Financial Professionals


Greece and Global Markets


This weekend, the roller coaster negotiations between the Greek government and its official lenders broke off as the Greek government called a referendum for July 5. The referendum is effectively a vote on whether Greece should accept additional austerity or not and remain in the euro. Over the past 24 hours, a host of varying views have been written and outlined on the subject by financial journalists, the media, and political and economic commentators. This is a quick update to outline our perspective and reaction to the recent events.

First and foremost, the weekend’s “no deal and call a referendum” outcome is not a surprise to us and something we in fact expected would on balance occur. The Syriza government is strongly ideological and quite left leaning in their economic views, and it was increasingly apparent through recent weeks that they were seriously at odds with the broad European consensus and way of doing things. While many politicians are pragmatic and flexible, Syriza are not and this has proven to be the case here. They have seemingly failed to find any common ground or cause with the broad European political leadership. So five months of failing to agree at a political level is now effectively in the hands of the Greek people to decide in five days, via a referendum!

The referendum itself, while extremely technical in its wording, will in our view simply be seen as a vote by the Greek people as to whether they wish to be part of the euro or not. We are not getting into the various technical questions being put out today such as, Would a non-payment to the International Monetary Fund tomorrow be a default? (the answer: it is not). Early polls are encouraging and suggest a majority of support for the referendum, which would be against the Syriza government.

From an Irish perspective, it is worth recalling that a loose (but arguably still relevant) precedent occurred with the Irish referendum on the fiscal treaty in 2012. In that case Ireland had:

  • A disgruntled electorate being asked to vote for more austerity or face great(er) uncertainty.
  • A very strong anti-EU (euro) lobby arguing that a “no” vote was both tactically and morally correct.

In the run-up to that poll, there was a genuine fear in Ireland (and across Europe) of a “no” victory, but in the end the electorate voted resoundingly for the lesser evil.Ireland passed the fiscal treaty referendum by 60.3% to 39.7%.

Our core expectation is that the Greek people will vote “yes,” in a way similar to Ireland. This will pose a major question as to the sustainability or future of the Syriza government itself with different outcomes possible:

  • The most likely would be that Syriza resign and either a new election occurs or a National Government is formed and installed without an election. A more harmonious relationship with Europe would follow.
  • If Syriza accepts the will of the people and goes back to the negotiating table, this could be very tricky and the least preferred outcome for the markets.

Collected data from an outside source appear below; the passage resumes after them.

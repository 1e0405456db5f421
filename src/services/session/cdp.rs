//! Minimal Chrome DevTools Protocol client
//!
//! Launches a Chromium process with remote debugging enabled and speaks CDP
//! over its browser WebSocket. Commands are correlated to responses by id;
//! everything without an id is forwarded as an event.

use futures::stream::SplitSink;
use futures::{SinkExt, StreamExt};
use serde_json::{json, Value};
use std::collections::HashMap;
use std::path::Path;
use std::process::Stdio;
use std::sync::atomic::{AtomicU64, Ordering};
use std::sync::{Arc, Mutex as StdMutex};
use std::time::Duration;
use tokio::io::{AsyncBufReadExt, BufReader};
use tokio::net::TcpStream;
use tokio::process::{Child, Command};
use tokio::sync::{mpsc, oneshot, Mutex};
use tokio::task::JoinHandle;
use tokio_tungstenite::tungstenite::protocol::Message;
use tokio_tungstenite::{connect_async, MaybeTlsStream, WebSocketStream};

use crate::error::LoginError;

type WsStream = WebSocketStream<MaybeTlsStream<TcpStream>>;
type Pending = Arc<StdMutex<HashMap<u64, oneshot::Sender<Result<Value, String>>>>>;

const DEVTOOLS_BANNER: &str = "DevTools listening on ";
const COMMAND_TIMEOUT: Duration = Duration::from_secs(30);

/// Options for starting the browser
#[derive(Debug, Clone)]
pub struct LaunchOptions {
    pub executable: String,
    pub profile_dir: std::path::PathBuf,
    pub headless: bool,
    pub user_agent: String,
    pub startup_timeout: Duration,
}

/// Running browser process; killed when dropped
pub struct BrowserProcess {
    child: Child,
    ws_url: String,
}

impl BrowserProcess {
    pub async fn launch(opts: &LaunchOptions) -> Result<Self, LoginError> {
        tokio::fs::create_dir_all(&opts.profile_dir)
            .await
            .map_err(|e| LoginError::Browser(format!("profile dir: {}", e)))?;

        let mut cmd = Command::new(&opts.executable);
        cmd.args(launch_args(opts, &opts.profile_dir))
            .stdin(Stdio::null())
            .stdout(Stdio::null())
            .stderr(Stdio::piped())
            .kill_on_drop(true);

        let mut child = cmd.spawn().map_err(|e| {
            LoginError::Browser(format!("failed to start {}: {}", opts.executable, e))
        })?;

        let stderr = child
            .stderr
            .take()
            .ok_or_else(|| LoginError::Browser("browser stderr unavailable".to_string()))?;
        let mut lines = BufReader::new(stderr).lines();

        let ws_url = tokio::time::timeout(opts.startup_timeout, async {
            while let Ok(Some(line)) = lines.next_line().await {
                if let Some(url) = parse_devtools_banner(&line) {
                    return Some(url);
                }
            }
            None
        })
        .await
        .map_err(|_| LoginError::Timeout("browser did not expose a DevTools endpoint".to_string()))?
        .ok_or_else(|| LoginError::Browser("browser exited before DevTools was ready".to_string()))?;

        // Keep draining stderr so the browser never blocks on a full pipe
        tokio::spawn(async move {
            while let Ok(Some(line)) = lines.next_line().await {
                tracing::trace!(target: "browser", "{}", line);
            }
        });

        tracing::debug!("Browser DevTools endpoint: {}", ws_url);
        Ok(Self { child, ws_url })
    }

    pub fn ws_url(&self) -> &str {
        &self.ws_url
    }

    pub async fn kill(mut self) {
        let _ = self.child.kill().await;
    }
}

fn launch_args(opts: &LaunchOptions, profile_dir: &Path) -> Vec<String> {
    let mut args = vec![
        "--remote-debugging-port=0".to_string(),
        format!("--user-data-dir={}", profile_dir.display()),
        "--no-first-run".to_string(),
        "--no-default-browser-check".to_string(),
        "--disable-blink-features=AutomationControlled".to_string(),
        "--disable-dev-shm-usage".to_string(),
        "--no-sandbox".to_string(),
        format!("--user-agent={}", opts.user_agent),
        "--window-size=1366,900".to_string(),
    ];
    if opts.headless {
        args.push("--headless=new".to_string());
    }
    args.push("about:blank".to_string());
    args
}

/// Extract the WebSocket URL from Chromium's startup banner
pub fn parse_devtools_banner(line: &str) -> Option<String> {
    let idx = line.find(DEVTOOLS_BANNER)?;
    let url = line[idx + DEVTOOLS_BANNER.len()..].trim();
    if url.starts_with("ws://") || url.starts_with("wss://") {
        Some(url.to_string())
    } else {
        None
    }
}

/// Event pushed by the browser
#[derive(Debug, Clone)]
pub struct CdpEvent {
    pub method: String,
    pub params: Value,
    pub session_id: Option<String>,
}

/// Connection to the browser endpoint
pub struct CdpConnection {
    sink: Mutex<SplitSink<WsStream, Message>>,
    pending: Pending,
    next_id: AtomicU64,
    reader: JoinHandle<()>,
}

impl CdpConnection {
    pub async fn connect(ws_url: &str) -> Result<(Self, mpsc::UnboundedReceiver<CdpEvent>), LoginError> {
        let (stream, _resp) = connect_async(ws_url)
            .await
            .map_err(|e| LoginError::Browser(format!("DevTools connect failed: {}", e)))?;
        let (sink, mut read) = stream.split();

        let pending: Pending = Arc::new(StdMutex::new(HashMap::new()));
        let (events_tx, events_rx) = mpsc::unbounded_channel();

        let reader_pending = pending.clone();
        let reader = tokio::spawn(async move {
            while let Some(msg) = read.next().await {
                let text = match msg {
                    Ok(Message::Text(txt)) => txt,
                    Ok(Message::Binary(bin)) => match String::from_utf8(bin) {
                        Ok(s) => s,
                        Err(_) => continue,
                    },
                    Ok(Message::Close(frame)) => {
                        tracing::debug!("DevTools socket closed: {:?}", frame);
                        break;
                    }
                    Ok(_) => continue,
                    Err(e) => {
                        tracing::debug!("DevTools socket error: {}", e);
                        break;
                    }
                };

                let value: Value = match serde_json::from_str(&text) {
                    Ok(v) => v,
                    Err(_) => continue,
                };

                if let Some(id) = value.get("id").and_then(|v| v.as_u64()) {
                    let waiter = reader_pending.lock().ok().and_then(|mut p| p.remove(&id));
                    if let Some(tx) = waiter {
                        let _ = tx.send(split_response(value));
                    }
                } else if let Some(method) = value.get("method").and_then(|m| m.as_str()) {
                    let event = CdpEvent {
                        method: method.to_string(),
                        params: value.get("params").cloned().unwrap_or(Value::Null),
                        session_id: value
                            .get("sessionId")
                            .and_then(|s| s.as_str())
                            .map(String::from),
                    };
                    if events_tx.send(event).is_err() {
                        // Nobody listens for events any more; responses still matter
                        continue;
                    }
                }
            }

            // Fail everything still waiting
            if let Ok(mut p) = reader_pending.lock() {
                for (_, tx) in p.drain() {
                    let _ = tx.send(Err("DevTools connection closed".to_string()));
                }
            }
        });

        Ok((
            Self {
                sink: Mutex::new(sink),
                pending,
                next_id: AtomicU64::new(1),
                reader,
            },
            events_rx,
        ))
    }

    /// Send a command and wait for its result
    pub async fn call(
        &self,
        method: &str,
        params: Value,
        session_id: Option<&str>,
    ) -> Result<Value, LoginError> {
        let id = self.next_id.fetch_add(1, Ordering::Relaxed);
        let mut message = json!({ "id": id, "method": method, "params": params });
        if let Some(sid) = session_id {
            message["sessionId"] = Value::String(sid.to_string());
        }

        let (tx, rx) = oneshot::channel();
        self.pending
            .lock()
            .map_err(|_| LoginError::Browser("DevTools state poisoned".to_string()))?
            .insert(id, tx);

        {
            let mut sink = self.sink.lock().await;
            sink.send(Message::Text(message.to_string()))
                .await
                .map_err(|e| LoginError::Browser(format!("{} send failed: {}", method, e)))?;
        }

        match tokio::time::timeout(COMMAND_TIMEOUT, rx).await {
            Ok(Ok(Ok(result))) => Ok(result),
            Ok(Ok(Err(msg))) => Err(LoginError::Browser(format!("{}: {}", method, msg))),
            Ok(Err(_)) => Err(LoginError::Browser(format!("{}: connection dropped", method))),
            Err(_) => {
                if let Ok(mut p) = self.pending.lock() {
                    p.remove(&id);
                }
                Err(LoginError::Timeout(format!("{} got no response", method)))
            }
        }
    }
}

impl Drop for CdpConnection {
    fn drop(&mut self) {
        self.reader.abort();
    }
}

fn split_response(value: Value) -> Result<Value, String> {
    if let Some(err) = value.get("error") {
        let msg = err
            .get("message")
            .and_then(|m| m.as_str())
            .unwrap_or("unknown error");
        return Err(msg.to_string());
    }
    Ok(value.get("result").cloned().unwrap_or(Value::Null))
}

/// Case-insensitive header lookup in a CDP headers object
pub fn header_value<'a>(headers: &'a Value, name: &str) -> Option<&'a str> {
    headers
        .as_object()?
        .iter()
        .find(|(k, _)| k.eq_ignore_ascii_case(name))
        .and_then(|(_, v)| v.as_str())
}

Consistent with this expectation, we put a 70% probability on Greece remaining a core member of the euro. It will not be a straight line resolution and the roller coaster will remain as they work toward an eventual deal agreement for Greece. However, it would not be an event that would cause serious casualty in the markets.

What are the risks?

  • The Greek people vote with Syriza, and there is a “no” vote next Sunday. If this occurs, then GREXIT becomes a more serious likelihood.
  • A run on the banks across Europe similar to what we see in Greece today.
  • Contagion spreads across the rest of Europe caused by uncertainty in the coming days and weeks.

While eurozone contagion is a risk, we would point out:

  • The ECB remains a very powerful force underpinning Europe’s financial system (including an ELA assistance extension to Greece) while its QE program is a very powerful weapon.
  • The eurozone economy itself is much stronger today than five years ago and in a better position to withstand many more shocks. This is also the case for the peripheral economies.
  • Similarly, the eurozone banking system is in a stronger position today to withstand shocks and stresses.
  • It must always be remembered that the European union is first and foremost a political rather than an economic union and that brings with it an enormous resolve to preserve the union at times of severe crisis, should they occur.

The Greek situation remains fluid and volatile, and we will naturally be monitoring it over the coming days. A key for us to watch will be the various polls of voter intentions that no doubt emerge. In the meantime, it is worth noting that KBI portfolios hold no direct Greek assets. 

Noel O’Halloran
Chief Investment Officer
29 June 2015

Kleinwort Benson Investors International Ltd. is a registered investment adviser with the SEC and regulated by the Central Bank of Ireland. Kleinwort Benson Investors International Ltd. is a majority-owned subsidiary of Kleinwort Benson Investors Dublin Ltd. This material is provided for informational purposes only and does not constitute an offer to sell or the solicitation of an offer to purchase any security, product or service including any group trust or fund managed by Kleinwort Benson Investors International Ltd, or any of its affiliates. The views expressed are those of Kleinwort Benson Investors International Ltd. and should not be construed as investment advice. We do not represent that this information is accurate or complete and it should not be relied upon as such.  Opinions expressed herein are subject to change without notice.